- Developer: Niantic Labs
- Initial release: September 27, 2012; 13 years ago
- Final release: 2.0.9 / May 13, 2015; 10 years ago
- Operating system: Android, iOS, Google Glass, Android Wear
- Website: fieldtripper.com

= Field Trip (application) =

Field Trip was a location-based mobile app developed by Niantic Labs for the Google Glass, Android, and iOS devices. The application was first released in September 2012 and utilized user location and various databases to provide information and recommendations about various points of interest in their surroundings.

==Overview==
Field Trip acted as a "virtual tour guide"–using the user's location to recommend nearby landmarks and various points of interest, providing information about them ranging from historical tidbits to restaurant reviews. Upon approaching such points of interest, in-app "cards" would pop up with information regarding the location. The application also allowed its users to customize the app's features, whether it to adjust the frequency of notifications or to prefer certain types of locations.

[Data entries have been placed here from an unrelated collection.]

/// Line terminator kind. `None` marks a final line with no terminator.
///
/// A lone `\r` is not treated as a terminator; it stays inside the line text.
#[derive(Debug, Clone, Copy, PartialEq, Eq)]
pub enum Ending {
    Lf,
    CrLf,
    None,
}

impl Ending {
    pub fn as_str(self) -> &'static str {
        match self {
            Ending::Lf => "\n",
            Ending::CrLf => "\r\n",
            Ending::None => "",
        }
    }
}

/// One line of a text buffer: content without its terminator, plus the
/// terminator it carried in the source.
#[derive(Debug, Clone, PartialEq, Eq)]
pub struct Line {
    pub text: String,
    pub ending: Ending,
}

/// Split `input` into lines, recording each line's own terminator.
///
/// `join_lines(&split_lines(s)) == s` for every input; nothing is normalized.
pub fn split_lines(input: &str) -> Vec<Line> {
    let mut out = Vec::new();
    let mut rest = input;
    while !rest.is_empty() {
        match rest.find('\n') {
            Some(pos) => {
                let chunk = &rest[..pos];
                let line = match chunk.strip_suffix('\r') {
                    Some(body) => Line {
                        text: body.to_string(),
                        ending: Ending::CrLf,
                    },
                    None => Line {
                        text: chunk.to_string(),
                        ending: Ending::Lf,
                    },
                };
                out.push(line);
                rest = &rest[pos + 1..];
            }
            None => {
                out.push(Line {
                    text: rest.to_string(),
                    ending: Ending::None,
                });
                break;
            }
        }
    }
    out
}

/// Reassemble lines into a buffer, emitting each line's own terminator.
pub fn join_lines(lines: &[Line]) -> String {
    let cap: usize = lines.iter().map(|l| l.text.len() + 2).sum();
    let mut out = String::with_capacity(cap);
    for line in lines {
        out.push_str(&line.text);
        out.push_str(line.ending.as_str());
    }
    out
}

#[cfg(test)]
mod tests {
    use super::*;

    #[test]
    fn lf_round_trip() {
        let input = "a\nb\nc\n";
        let lines = split_lines(input);
        assert_eq!(lines.len(), 3);
        assert!(lines.iter().all(|l| l.ending == Ending::Lf));
        assert_eq!(join_lines(&lines), input);
    }

    #[test]
    fn crlf_round_trip() {
        let input = "a\r\nb\r\n";
        let lines = split_lines(input);
        assert_eq!(lines[0].text, "a");
        assert!(lines.iter().all(|l| l.ending == Ending::CrLf));
        assert_eq!(join_lines(&lines), input);
    }

    #[test]
    fn mixed_endings_round_trip() {
        let input = "a\r\nb\nc\r\nd";
        let lines = split_lines(input);
        assert_eq!(
            lines.iter().map(|l| l.ending).collect::<Vec<_>>(),
            vec![Ending::CrLf, Ending::Lf, Ending::CrLf, Ending::None]
        );
        assert_eq!(join_lines(&lines), input);
    }

    #[test]
    fn missing_final_terminator_recorded() {
        let lines = split_lines("a\nb");
        assert_eq!(lines[1].text, "b");
        assert_eq!(lines[1].ending, Ending::None);
        assert_eq!(join_lines(&lines), "a\nb");
    }

    #[test]
    fn empty_input_has_no_lines() {
        assert!(split_lines("").is_empty());
        assert_eq!(join_lines(&[]), "");
    }

    #[test]
    fn lone_cr_stays_in_line_text() {
        let input = "a\rb\nc\n";
        let lines = split_lines(input);
        assert_eq!(lines[0].text, "a\rb");
        assert_eq!(lines[0].ending, Ending::Lf);
        assert_eq!(join_lines(&lines), input);
    }

    #[test]
    fn trailing_cr_before_lf_is_crlf() {
        let lines = split_lines("a\r\r\n");
        assert_eq!(lines[0].text, "a\r");
        assert_eq!(lines[0].ending, Ending::CrLf);
        assert_eq!(join_lines(&lines), "a\r\r\n");
    }
}
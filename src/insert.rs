use regex::Regex;

use crate::lines::{join_lines, split_lines, Line};
use crate::PatchError;

/// An insertion point spanning two adjacent lines.
///
/// The anchor matches at line `i` when `first` matches line `i` and `second`
/// matches line `i + 1`; the block is spliced between the two.
#[derive(Debug)]
pub struct Anchor {
    first: Regex,
    second: Regex,
}

impl Anchor {
    pub fn new(first: &str, second: &str) -> Result<Anchor, PatchError> {
        Ok(Anchor {
            first: compile(first)?,
            second: compile(second)?,
        })
    }
}

fn compile(pattern: &str) -> Result<Regex, PatchError> {
    Regex::new(pattern).map_err(|e| PatchError::new(format!("invalid pattern: {e}")))
}

/// Result of applying an anchored insertion.
#[derive(Debug, Clone, PartialEq, Eq)]
pub struct InsertOutcome {
    /// Full edited content as lines with their original terminators.
    pub lines: Vec<Line>,
    /// 1-based first line of each inserted block copy, in output numbering.
    pub inserted: Vec<usize>,
    /// 1-based input line numbers of anchor first lines skipped because the
    /// block already sits right after them.
    pub present: Vec<usize>,
}

impl InsertOutcome {
    pub fn text(&self) -> String {
        join_lines(&self.lines)
    }

    pub fn changed(&self) -> bool {
        !self.inserted.is_empty()
    }
}

/// Splice `block` between every adjacent line pair matched by `anchor`.
///
/// A location where the anchor's first line is already followed by the block
/// (with the second line right after it) counts as patched: it is skipped and
/// reported in `present`, so applying the same insertion twice cannot
/// duplicate it. Inserted lines adopt the terminator of the anchor's first
/// line; all other bytes of the input are untouched.
pub fn insert_block(input: &str, anchor: &Anchor, block: &[String]) -> InsertOutcome {
    let mut lines = split_lines(input);

    if block.is_empty() {
        return InsertOutcome {
            lines,
            inserted: Vec::new(),
            present: Vec::new(),
        };
    }

    let mut present = Vec::new();
    let mut insert_at = Vec::new();
    for i in 0..lines.len() {
        if !anchor.first.is_match(&lines[i].text) {
            continue;
        }
        // The patched shape (first line, block, second line) wins over a
        // fresh match, so a block whose first line happens to satisfy the
        // second pattern still cannot be inserted twice.
        if block_present_after(&lines, i, block)
            && anchor.second.is_match(&lines[i + 1 + block.len()].text)
        {
            present.push(i + 1);
        } else if i + 1 < lines.len() && anchor.second.is_match(&lines[i + 1].text) {
            insert_at.push(i);
        }
    }

    // Splice from the back so earlier indices stay valid.
    for &i in insert_at.iter().rev() {
        let ending = lines[i].ending;
        let new_lines: Vec<Line> = block
            .iter()
            .map(|t| Line {
                text: t.clone(),
                ending,
            })
            .collect();
        lines.splice(i + 1..i + 1, new_lines);
    }

    // Each earlier insertion shifts later block starts down by the block len.
    let inserted = insert_at
        .iter()
        .enumerate()
        .map(|(k, &i)| i + 2 + k * block.len())
        .collect();

    InsertOutcome {
        lines,
        inserted,
        present,
    }
}

/// True when `block` occupies the lines right after `i` and another line
/// exists beyond it (the anchor's second line in a patched file).
fn block_present_after(lines: &[Line], i: usize, block: &[String]) -> bool {
    let start = i + 1;
    if start + block.len() >= lines.len() {
        return false;
    }
    block
        .iter()
        .enumerate()
        .all(|(k, t)| lines[start + k].text == *t)
}
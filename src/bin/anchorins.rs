use std::env;
use std::io;
use std::path::Path;
use std::process;

use anchorpatch::{insert_block, read_block_from_bufread, read_text, write_atomic, Anchor};

fn usage() {
    eprintln!(
        "Usage: anchorins [--dry-run] <file> <first-pattern> <second-pattern>\n\n\
         Inserts a text block between every adjacent pair of lines where\n\
         <first-pattern> matches one line and <second-pattern> matches the\n\
         next. The block is read from stdin until a line with just '.'\n\
         (as in ex/ed); write '..' for a literal '.' line.\n\n\
         Pairs already separated by the block are reported, not re-inserted.\n\
         With --dry-run, no file is written; stdout shows what would change.\n"
    );
}

fn main() {
    let args: Vec<String> = env::args().collect();

    let mut dry_run = false;

    let mut idx = 1;
    while idx < args.len() {
        match args[idx].as_str() {
            "--dry-run" => {
                dry_run = true;
                idx += 1;
            }
            "--help" | "-h" => {
                usage();
                return;
            }
            s if s.starts_with('-') && s.len() > 1 => {
                eprintln!("error: unknown flag {s}");
                usage();
                process::exit(2);
            }
            _ => break,
        }
    }

    if args.len() - idx != 3 {
        usage();
        process::exit(2);
    }

    let file = args[idx].clone();
    let anchor = match Anchor::new(&args[idx + 1], &args[idx + 2]) {
        Ok(a) => a,
        Err(e) => {
            eprintln!("error: {e}");
            process::exit(2);
        }
    };

    let mut stdin = io::stdin().lock();
    let block = match read_block_from_bufread(&mut stdin) {
        Ok(b) => b,
        Err(e) => {
            eprintln!("error: {e}");
            process::exit(2);
        }
    };
    if block.is_empty() {
        eprintln!("error: empty text block; nothing to insert");
        process::exit(2);
    }

    let text = match read_text(Path::new(&file)) {
        Ok(t) => t,
        Err(e) => {
            eprintln!("error: {e}");
            process::exit(1);
        }
    };

    let outcome = insert_block(&text, &anchor, &block);

    if outcome.inserted.is_empty() && outcome.present.is_empty() {
        eprintln!("error: anchor matched no adjacent line pair; {file} unchanged");
        process::exit(2);
    }

    if outcome.inserted.is_empty() {
        println!(
            "block already present at {} location(s); {file} unchanged",
            outcome.present.len()
        );
        return;
    }

    if !dry_run {
        if let Err(e) = write_atomic(Path::new(&file), &outcome.text()) {
            eprintln!("error: failed to write {file}: {e}");
            process::exit(1);
        }
    }

    for &start in &outcome.inserted {
        for k in 0..block.len() {
            let lineno = start + k;
            println!("{lineno}  {}", outcome.lines[lineno - 1].text);
        }
    }

    let mut summary = format!(
        "inserted {} line(s) at {} location(s)",
        block.len() * outcome.inserted.len(),
        outcome.inserted.len()
    );
    if !outcome.present.is_empty() {
        summary.push_str(&format!(
            "; already present at {} location(s)",
            outcome.present.len()
        ));
    }
    println!("{summary}");
}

The application used GPS and cellular signals to determine the user's location, although in some cases triangulation from radio towers and Wi-Fi emitters are used to conserve battery life. In order to obtain information regarding the landmarks and points of interest, the project's developers relied on external partners like Atlas Obscura, Thrillist, Scoutmob and Dezeen in addition to internal Google structures such as Zagat. In an August 2013 interview with CNN, Hanke mentioned that the application gathered information from 130 databases.

==Development==
Following the acquisition of his company Keyhole, John Hanke created Niantic Labs within Google as something resembling a startup within the latter's structure. Hanke wanted users to "explore the beautiful stuff around them." The application was developed with hardware like Google Glass in mind. Field Trip was the first application released by Niantic.

In August 2014, Google announced Field Trip's functionality was integrated into Google Now, although the standalone application remained. Points of interest collected within the app were used in later applications by the developer, such as Ingress.

===Release===
The first version of the app was released exclusively for the United States on September 27, 2012 for Android phones, with a release for the United Kingdom in December that year. An iOS version was released in March 2013. By May 2013, the release had been expanded to include 80 countries with support for 30 languages. In August 2013, a version was released for Google Glass as a simpler version of the smartphone app. Android Wear versions were released in 2015.

Niantic announced in July 2019 that Field Trip would be shutting down later in 2019. The company mentioned the possibility of a reimagined version of the app in the future.